::: Records for the exercise
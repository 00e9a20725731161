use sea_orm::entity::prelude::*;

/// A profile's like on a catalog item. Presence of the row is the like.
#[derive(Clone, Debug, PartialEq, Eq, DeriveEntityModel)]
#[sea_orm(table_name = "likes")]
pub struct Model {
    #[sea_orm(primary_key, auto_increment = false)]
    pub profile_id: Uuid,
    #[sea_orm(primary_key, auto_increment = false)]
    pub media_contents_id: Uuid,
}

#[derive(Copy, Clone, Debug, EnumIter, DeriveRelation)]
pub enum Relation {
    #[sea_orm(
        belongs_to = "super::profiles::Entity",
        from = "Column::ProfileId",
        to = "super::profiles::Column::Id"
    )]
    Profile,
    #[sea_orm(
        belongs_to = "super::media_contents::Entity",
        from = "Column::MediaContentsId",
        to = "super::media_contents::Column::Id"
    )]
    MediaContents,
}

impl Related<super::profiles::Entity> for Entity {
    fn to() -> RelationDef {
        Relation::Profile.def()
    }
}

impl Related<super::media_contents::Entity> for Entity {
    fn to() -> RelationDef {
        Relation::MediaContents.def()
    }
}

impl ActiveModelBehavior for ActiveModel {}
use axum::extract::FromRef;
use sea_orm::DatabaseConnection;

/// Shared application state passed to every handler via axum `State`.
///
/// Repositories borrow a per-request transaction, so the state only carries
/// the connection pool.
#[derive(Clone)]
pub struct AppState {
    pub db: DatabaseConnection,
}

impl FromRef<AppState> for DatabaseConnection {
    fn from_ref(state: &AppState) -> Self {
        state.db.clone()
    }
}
::::::
Exercise goal:
Reprint the entries above in full, exactly as they are.

Your solution:
repository 00e9a20725731161
use sea_orm::entity::prelude::*;

/// A profile's like on a catalog item. Presence of the row is the like.
#[derive(Clone, Debug, PartialEq, Eq, DeriveEntityModel)]
#[sea_orm(table_name = "likes")]
pub struct Model {
    #[sea_orm(primary_key, auto_increment = false)]
    pub profile_id: Uuid,
    #[sea_orm(primary_key, auto_increment = false)]
    pub media_contents_id: Uuid,
}

#[derive(Copy, Clone, Debug, EnumIter, DeriveRelation)]
pub enum Relation {
    #[sea_orm(
        belongs_to = "super::profiles::Entity",
        from = "Column::ProfileId",
        to = "super::profiles::Column::Id"
    )]
    Profile,
    #[sea_orm(
        belongs_to = "super::media_contents::Entity",
        from = "Column::MediaContentsId",
        to = "super::media_contents::Column::Id"
    )]
    MediaContents,
}

impl Related<super::profiles::Entity> for Entity {
    fn to() -> RelationDef {
        Relation::Profile.def()
    }
}

impl Related<super::media_contents::Entity> for Entity {
    fn to() -> RelationDef {
        Relation::MediaContents.def()
    }
}

impl ActiveModelBehavior for ActiveModel {}
use axum::extract::FromRef;
use sea_orm::DatabaseConnection;

/// Shared application state passed to every handler via axum `State`.
///
/// Repositories borrow a per-request transaction, so the state only carries
/// the connection pool.
#[derive(Clone)]
pub struct AppState {
    pub db: DatabaseConnection,
}

impl FromRef<AppState> for DatabaseConnection {
    fn from_ref(state: &AppState) -> Self {
        state.db.clone()
    }
}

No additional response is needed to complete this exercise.